◆ What to produce: Print each line from the start of the records below up through the line where "pub fn init()" is found, exactly as given.

[Collected data]
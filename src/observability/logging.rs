//! Structured logging.
//!
//! # Responsibilities
//! - Initialize the tracing subscriber once at startup
//! - Default filter keeps service and middleware logs visible
//!
//! # Design Decisions
//! - Uses tracing crate for structured logging
//! - Log level configurable via RUST_LOG

use tracing_subscriber::{layer::SubscriberExt, util::SubscriberInitExt};

/// Initialize the tracing subscriber. Call once, before anything logs.
pub fn init() {
    tracing_subscriber::registry()
        .with(
            tracing_subscriber::EnvFilter::try_from_default_env()
                .unwrap_or_else(|_| "contact_book=debug,tower_http=debug".into()),
        )
        .with(tracing_subscriber::fmt::layer())
        .init();
}
//! Contact entity and request payload types.

use serde::{Deserialize, Serialize};
use sqlx::FromRow;

/// A persisted address-book entry.
///
/// `id` is assigned by the store on insert and never changes or gets
/// reused afterwards.
#[derive(Debug, Clone, PartialEq, Eq, Serialize, Deserialize, FromRow)]
pub struct Contact {
    pub id: i64,
    pub name: String,
    pub phone: String,
    pub email: Option<String>,
    pub address: Option<String>,
}

/// Incoming fields for a create or update.
///
/// All fields default so a missing key surfaces as a validation failure
/// instead of a deserialization error.
#[derive(Debug, Clone, Default, Deserialize, Serialize)]
#[serde(default)]
pub struct ContactDraft {
    pub name: String,
    pub phone: String,
    pub email: Option<String>,
    pub address: Option<String>,
}

impl ContactDraft {
    /// Trim the required fields and collapse empty optional fields to
    /// `None` so the store persists NULL rather than "".
    pub fn normalized(self) -> Self {
        Self {
            name: self.name.trim().to_string(),
            phone: self.phone.trim().to_string(),
            email: none_if_blank(self.email),
            address: none_if_blank(self.address),
        }
    }
}

fn none_if_blank(value: Option<String>) -> Option<String> {
    value.filter(|v| !v.trim().is_empty())
}

#[cfg(test)]
mod tests {
    use super::*;

    #[test]
    fn normalization_trims_and_drops_blanks() {
        let draft = ContactDraft {
            name: "  Alice  ".into(),
            phone: " 13900001234 ".into(),
            email: Some("".into()),
            address: Some("  ".into()),
        };
        let normalized = draft.normalized();
        assert_eq!(normalized.name, "Alice");
        assert_eq!(normalized.phone, "13900001234");
        assert_eq!(normalized.email, None);
        assert_eq!(normalized.address, None);
    }

    #[test]
    fn populated_optionals_survive_normalization() {
        let draft = ContactDraft {
            name: "Bob".into(),
            phone: "13800001111".into(),
            email: Some("bob@example.com".into()),
            address: Some("42 Elm St".into()),
        };
        let normalized = draft.normalized();
        assert_eq!(normalized.email.as_deref(), Some("bob@example.com"));
        assert_eq!(normalized.address.as_deref(), Some("42 Elm St"));
    }

    #[test]
    fn draft_tolerates_missing_fields() {
        let draft: ContactDraft = serde_json::from_str(r#"{"name":"Eve"}"#).unwrap();
        assert_eq!(draft.name, "Eve");
        assert_eq!(draft.phone, "");
        assert_eq!(draft.email, None);
    }
}
//! Configuration validation.
//!
//! # Responsibilities
//! - Semantic validation (serde handles syntactic)
//! - Validate value ranges (timeouts > 0, pool size > 0)
//! - Check addresses parse before any socket is bound
//!
//! # Design Decisions
//! - Returns all validation errors, not just first
//! - Validation is pure function: AppConfig → Result<(), Vec<ValidationError>>
//! - Runs before config is accepted into the system

use std::net::SocketAddr;

use crate::config::schema::AppConfig;

/// A single semantic validation failure.
#[derive(Debug, Clone, PartialEq, Eq)]
pub enum ValidationError {
    InvalidBindAddress(String),
    InvalidMetricsAddress(String),
    EmptyDatabaseUrl,
    ZeroPoolSize,
    ZeroRequestTimeout,
}

impl std::fmt::Display for ValidationError {
    fn fmt(&self, f: &mut std::fmt::Formatter<'_>) -> std::fmt::Result {
        match self {
            ValidationError::InvalidBindAddress(addr) => {
                write!(f, "server.bind_address '{}' is not a valid socket address", addr)
            }
            ValidationError::InvalidMetricsAddress(addr) => {
                write!(f, "observability.metrics_address '{}' is not a valid socket address", addr)
            }
            ValidationError::EmptyDatabaseUrl => write!(f, "database.url must not be empty"),
            ValidationError::ZeroPoolSize => write!(f, "database.max_connections must be at least 1"),
            ValidationError::ZeroRequestTimeout => {
                write!(f, "server.request_timeout_secs must be at least 1")
            }
        }
    }
}

/// Validate a configuration, collecting every failure.
pub fn validate_config(config: &AppConfig) -> Result<(), Vec<ValidationError>> {
    let mut errors = Vec::new();

    if config.server.bind_address.parse::<SocketAddr>().is_err() {
        errors.push(ValidationError::InvalidBindAddress(
            config.server.bind_address.clone(),
        ));
    }
    if config.server.request_timeout_secs == 0 {
        errors.push(ValidationError::ZeroRequestTimeout);
    }
    if config.database.url.trim().is_empty() {
        errors.push(ValidationError::EmptyDatabaseUrl);
    }
    if config.database.max_connections == 0 {
        errors.push(ValidationError::ZeroPoolSize);
    }
    if config.observability.metrics_enabled
        && config.observability.metrics_address.parse::<SocketAddr>().is_err()
    {
        errors.push(ValidationError::InvalidMetricsAddress(
            config.observability.metrics_address.clone(),
        ));
    }

    if errors.is_empty() {
        Ok(())
    } else {
        Err(errors)
    }
}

◆ Reply:
filename src/observability/logging.rs
//! Structured logging.
//!
//! # Responsibilities
//! - Initialize the tracing subscriber once at startup
//! - Default filter keeps service and middleware logs visible
//!
//! # Design Decisions
//! - Uses tracing crate for structured logging
//! - Log level configurable via RUST_LOG

use tracing_subscriber::{layer::SubscriberExt, util::SubscriberInitExt};

/// Initialize the tracing subscriber. Call once, before anything logs.
pub fn init() {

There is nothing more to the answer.